According to the area where water present, its properties changes. In marshy land, more stickiness, heaviness is there. To reduce this stickiness boiling water to reduce 1/4th is recommended. In dry, arid land, water is light, so to purify it boil only till it reduce 3/4th. In normal land ½ reduced water is good.
Water in late rainy season and autumn season are more pure due to its river origin.in other seasons one can use water stored with proper care and purified. In summer water is stickier and in winters it is more healthy.

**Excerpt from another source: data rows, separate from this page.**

// src/config.rs - YAML configuration for the engine, signals and alarms

use crate::analog::Thresholds;
use crate::digital::Polarity;
use crate::error::{AlarmError, Result};
use crate::value::{Value, ValueType};
use log::warn;
use serde::{Deserialize, Serialize};
use std::collections::HashSet;
use std::path::Path;
use std::time::Duration;

// ============================================================================
// MAIN CONFIGURATION
// ============================================================================

/// Top-level alarmon configuration
#[derive(Debug, Clone, Default, Serialize, Deserialize)]
pub struct Config {
    /// Engine configuration
    #[serde(default)]
    pub engine: EngineConfig,

    /// Signal definitions
    #[serde(default)]
    pub signals: Vec<SignalConfig>,

    /// Debounced boolean alarms
    #[serde(default)]
    pub digital_alarms: Vec<DigitalAlarmConfig>,

    /// Four-threshold analog alarms
    #[serde(default)]
    pub analog_alarms: Vec<AnalogAlarmConfig>,

    /// Optional signal simulation
    #[serde(default)]
    pub simulation: Option<SimulationConfig>,
}

impl Config {
    pub fn from_file(path: impl AsRef<Path>) -> Result<Self> {
        let content = std::fs::read_to_string(path.as_ref())?;
        Self::from_yaml(&content)
    }

    /// Parse and validate a YAML document
    pub fn from_yaml(content: &str) -> Result<Self> {
        let config: Config = serde_yaml::from_str(content)?;
        config.validate()?;
        Ok(config)
    }

    pub fn validate(&self) -> Result<()> {
        self.engine.validate()?;

        let mut signals = HashSet::new();
        for signal in &self.signals {
            if signal.name.is_empty() {
                return Err(AlarmError::Config("Signal name must not be empty".into()));
            }
            if !signals.insert(signal.name.as_str()) {
                return Err(AlarmError::Config(format!("Duplicate signal name: {}", signal.name)));
            }
            signal.initial_value()?;
        }

        let mut alarms = HashSet::new();
        for alarm in &self.digital_alarms {
            if !alarms.insert(alarm.name.as_str()) {
                return Err(AlarmError::Config(format!("Duplicate alarm name: {}", alarm.name)));
            }
            self.check_signal(&alarm.name, &alarm.signal, ValueType::Bool)?;
        }
        for alarm in &self.analog_alarms {
            if !alarms.insert(alarm.name.as_str()) {
                return Err(AlarmError::Config(format!("Duplicate alarm name: {}", alarm.name)));
            }
            self.check_signal(&alarm.name, &alarm.signal, ValueType::Float)?;
            alarm.thresholds().validate().map_err(|e| {
                AlarmError::Config(format!("Analog alarm '{}': {}", alarm.name, e))
            })?;
        }
        if alarms.contains("") {
            return Err(AlarmError::Config("Alarm name must not be empty".into()));
        }

        if let Some(simulation) = &self.simulation {
            simulation.validate(self)?;
        }

        if let Some(shortest) = self.shortest_delay() {
            let poll = self.engine.poll_interval();
            if poll * 10 > shortest {
                warn!(
                    "Poll interval {:?} is more than a tenth of the shortest alarm delay {:?}; \
                     confirmations will be late by up to one poll",
                    poll, shortest
                );
            }
        }

        Ok(())
    }

    /// Shortest non-zero delay over all configured alarms
    pub fn shortest_delay(&self) -> Option<Duration> {
        self.digital_alarms
            .iter()
            .flat_map(|a| [a.set_delay_ms, a.reset_delay_ms])
            .chain(self.analog_alarms.iter().map(|a| a.set_delay_ms))
            .filter(|ms| *ms > 0)
            .min()
            .map(Duration::from_millis)
    }

    pub fn signal(&self, name: &str) -> Option<&SignalConfig> {
        self.signals.iter().find(|s| s.name == name)
    }

    fn check_signal(&self, alarm: &str, signal: &str, expected: ValueType) -> Result<()> {
        match self.signal(signal) {
            Some(s) if s.signal_type == expected => Ok(()),
            Some(s) => Err(AlarmError::Config(format!(
                "Alarm '{}' needs a {} signal but '{}' is {}",
                alarm,
                expected.name(),
                signal,
                s.signal_type.name()
            ))),
            None => Err(AlarmError::Config(format!(
                "Alarm '{}' references unknown signal '{}'",
                alarm, signal
            ))),
        }
    }
}

// ============================================================================
// ENGINE CONFIGURATION
// ============================================================================

/// Largest accepted `event_channel_capacity`
pub const MAX_EVENT_CHANNEL_CAPACITY: usize = 65_536;

/// Engine runtime configuration
#[derive(Debug, Clone, Serialize, Deserialize)]
pub struct EngineConfig {
    /// Poll period in milliseconds
    #[serde(default = "default_poll_interval")]
    pub poll_interval_ms: u64,

    /// Events buffered per subscriber before it starts lagging
    #[serde(default = "default_event_capacity")]
    pub event_channel_capacity: usize,
}

impl Default for EngineConfig {
    fn default() -> Self {
        Self {
            poll_interval_ms: default_poll_interval(),
            event_channel_capacity: default_event_capacity(),
        }
    }
}

impl EngineConfig {
    pub fn poll_interval(&self) -> Duration {
        Duration::from_millis(self.poll_interval_ms)
    }

    pub fn validate(&self) -> Result<()> {
        if self.poll_interval_ms == 0 {
            return Err(AlarmError::Config("poll_interval_ms must be greater than 0".into()));
        }
        if self.event_channel_capacity == 0 {
            return Err(AlarmError::Config(
                "event_channel_capacity must be greater than 0".into(),
            ));
        }
        if self.event_channel_capacity > MAX_EVENT_CHANNEL_CAPACITY {
            return Err(AlarmError::Config(format!(
                "event_channel_capacity {} exceeds the maximum of {}",
                self.event_channel_capacity, MAX_EVENT_CHANNEL_CAPACITY
            )));
        }
        Ok(())
    }
}

// ============================================================================
// SIGNALS
// ============================================================================

/// Signal definition
#[derive(Debug, Clone, Serialize, Deserialize)]
pub struct SignalConfig {
    pub name: String,
    #[serde(rename = "type")]
    pub signal_type: ValueType,
    #[serde(default)]
    pub initial: serde_yaml::Value,
}

impl SignalConfig {
    /// Typed initial value; a missing `initial` means false / 0.0
    pub fn initial_value(&self) -> Result<Value> {
        if self.initial.is_null() {
            return Ok(Value::zero(self.signal_type));
        }
        let value = match self.signal_type {
            ValueType::Bool => self.initial.as_bool().map(Value::Bool),
            ValueType::Float => self.initial.as_f64().map(Value::Float),
        };
        value.ok_or_else(|| {
            AlarmError::Config(format!(
                "Invalid initial value for {} signal '{}'",
                self.signal_type.name(),
                self.name
            ))
        })
    }
}

// ============================================================================
// ALARMS
// ============================================================================

#[derive(Debug, Clone, Serialize, Deserialize)]
pub struct DigitalAlarmConfig {
    pub name: String,
    /// Boolean signal the alarm watches
    pub signal: String,
    #[serde(default = "default_polarity")]
    pub polarity: Polarity,
    #[serde(default)]
    pub set_delay_ms: u64,
    #[serde(default)]
    pub reset_delay_ms: u64,
    #[serde(default = "default_true")]
    pub enabled: bool,
}

#[derive(Debug, Clone, Serialize, Deserialize)]
pub struct AnalogAlarmConfig {
    pub name: String,
    /// Float signal the alarm watches
    pub signal: String,
    #[serde(default)]
    pub ll: Option<f64>,
    #[serde(default)]
    pub l: Option<f64>,
    #[serde(default)]
    pub h: Option<f64>,
    #[serde(default)]
    pub hh: Option<f64>,
    #[serde(default)]
    pub set_delay_ms: u64,
    #[serde(default = "default_true")]
    pub enabled: bool,
}

impl AnalogAlarmConfig {
    pub fn thresholds(&self) -> Thresholds {
        Thresholds {
            ll: self.ll,
            l: self.l,
            h: self.h,
            hh: self.hh,
        }
    }
}

// ============================================================================
// SIMULATION
// ============================================================================

/// Drives bus signals with synthetic waveforms
#[derive(Debug, Clone, Serialize, Deserialize)]
pub struct SimulationConfig {
    /// Update period in milliseconds
    #[serde(default = "default_simulation_period")]
    pub period_ms: u64,
    #[serde(default)]
    pub signals: Vec<SimulatedSignalConfig>,
}

#[derive(Debug, Clone, Serialize, Deserialize)]
pub struct SimulatedSignalConfig {
    pub signal: String,
    pub pattern: SignalPattern,
}

/// Waveform written to a simulated signal
#[derive(Debug, Clone, PartialEq, Serialize, Deserialize)]
#[serde(tag = "type", rename_all = "snake_case")]
pub enum SignalPattern {
    /// Boolean toggling every half period
    Square { period_ms: u64 },
    /// Float moving by up to `step` per update, clamped to `[min, max]`
    RandomWalk { min: f64, max: f64, step: f64 },
    /// Float `offset + amplitude * sin(2πt / period)`
    Sine {
        #[serde(default)]
        offset: f64,
        amplitude: f64,
        period_ms: u64,
    },
}

impl SignalPattern {
    pub fn value_type(&self) -> ValueType {
        match self {
            SignalPattern::Square { .. } => ValueType::Bool,
            SignalPattern::RandomWalk { .. } | SignalPattern::Sine { .. } => ValueType::Float,
        }
    }
}

impl SimulationConfig {
    pub fn period(&self) -> Duration {
        Duration::from_millis(self.period_ms)
    }

    fn validate(&self, config: &Config) -> Result<()> {
        if self.period_ms == 0 {
            return Err(AlarmError::Config("simulation period_ms must be greater than 0".into()));
        }
        for sim in &self.signals {
            let Some(signal) = config.signal(&sim.signal) else {
                return Err(AlarmError::Config(format!(
                    "Simulation references unknown signal '{}'",
                    sim.signal
                )));
            };
            if signal.signal_type != sim.pattern.value_type() {
                return Err(AlarmError::Config(format!(
                    "Simulation pattern for '{}' produces {} values but the signal is {}",
                    sim.signal,
                    sim.pattern.value_type().name(),
                    signal.signal_type.name()
                )));
            }
            match sim.pattern {
                SignalPattern::Square { period_ms } | SignalPattern::Sine { period_ms, .. }
                    if period_ms == 0 =>
                {
                    return Err(AlarmError::Config(format!(
                        "Simulation pattern for '{}' needs a non-zero period",
                        sim.signal
                    )));
                }
                SignalPattern::RandomWalk { min, max, step } if !(min <= max) || !(step >= 0.0) => {
                    return Err(AlarmError::Config(format!(
                        "Random walk for '{}' needs min <= max and step >= 0",
                        sim.signal
                    )));
                }
                _ => {}
            }
        }
        Ok(())
    }
}

// ============================================================================
// DEFAULT VALUE FUNCTIONS
// ============================================================================

fn default_poll_interval() -> u64 { 100 }
fn default_event_capacity() -> usize { 256 }
fn default_simulation_period() -> u64 { 100 }
fn default_polarity() -> Polarity { Polarity::ActiveHigh }
fn default_true() -> bool { true }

To purify water different methods are recommended. Keep it in airy place, at height, so that it will gets purified by air, sunrays. Put on a fire, allow it to boil, since ‘Veda’ ages man know that amoeba can pollute water, so purify it, by these methods of boiling. Fast moving rivers, fountains water is considered as pure because water forcefully thrown on stones, again and again to destroys amoeba and small creatures. Putting hot iron balls, and soil ball is also method of purification for the same reason. Herb named’Nirmali’-cleaing nut Strchnus potatorum, cleans water, sediments all residue at the bottom of pot.7, 8, 9
After purification some drugs is explained to flavor water, these are clove, vetivir, some spices, cinnamon leaves. Some herbs are recommended to flavor water, they are vetivir-ushir, ,mansi, kachor,kustha, cardamom, clove,kankol, haritaki, sulphur (gandhak), amla, musta, camphor, cinnamon leaves, valla chatushk- pepper, black pepper, spices, saffron, sandalwood, nishottar, nutmeg. Typical method to prepare earthen pot is recommended. Mix mud with bees wax, guggulu, musta, kushtha, vetiver, sandalwood and sugar, then prepare pot, after that put in fire to strengthen it. Metal pots are also good to store water. Gold is healthier in all of them.
Conclusion
Water is life. In Ayurveda, detail description of properties of water, different sources of water, qualities of water depending upon its source, method of purification, storage methods, are explained. Water borne diseases are explained, edema, anemia, skin diseases, asthma, cough, sneezing, pain, abscess, cyst, abnormal growth, three dosha vitiation, are them. Method to purify water are given, some of them are same in today’s era also. Air, fire, sterilization, sedimentation, is method described in our text, which we use today also. Fast moving rivers, big lake water, fountain water, late monsoon water, Autumn rain water is considered as more pure water. Naturally due to air, fire (sun rays), churning with big stones, sterilization and due to vaporization and condensation of sea or river water, disinfects water to make it pure. List of diseases given for particular source of water must be confirmed by chemical analysis, and survey of that particular region. This will be the subject of further study.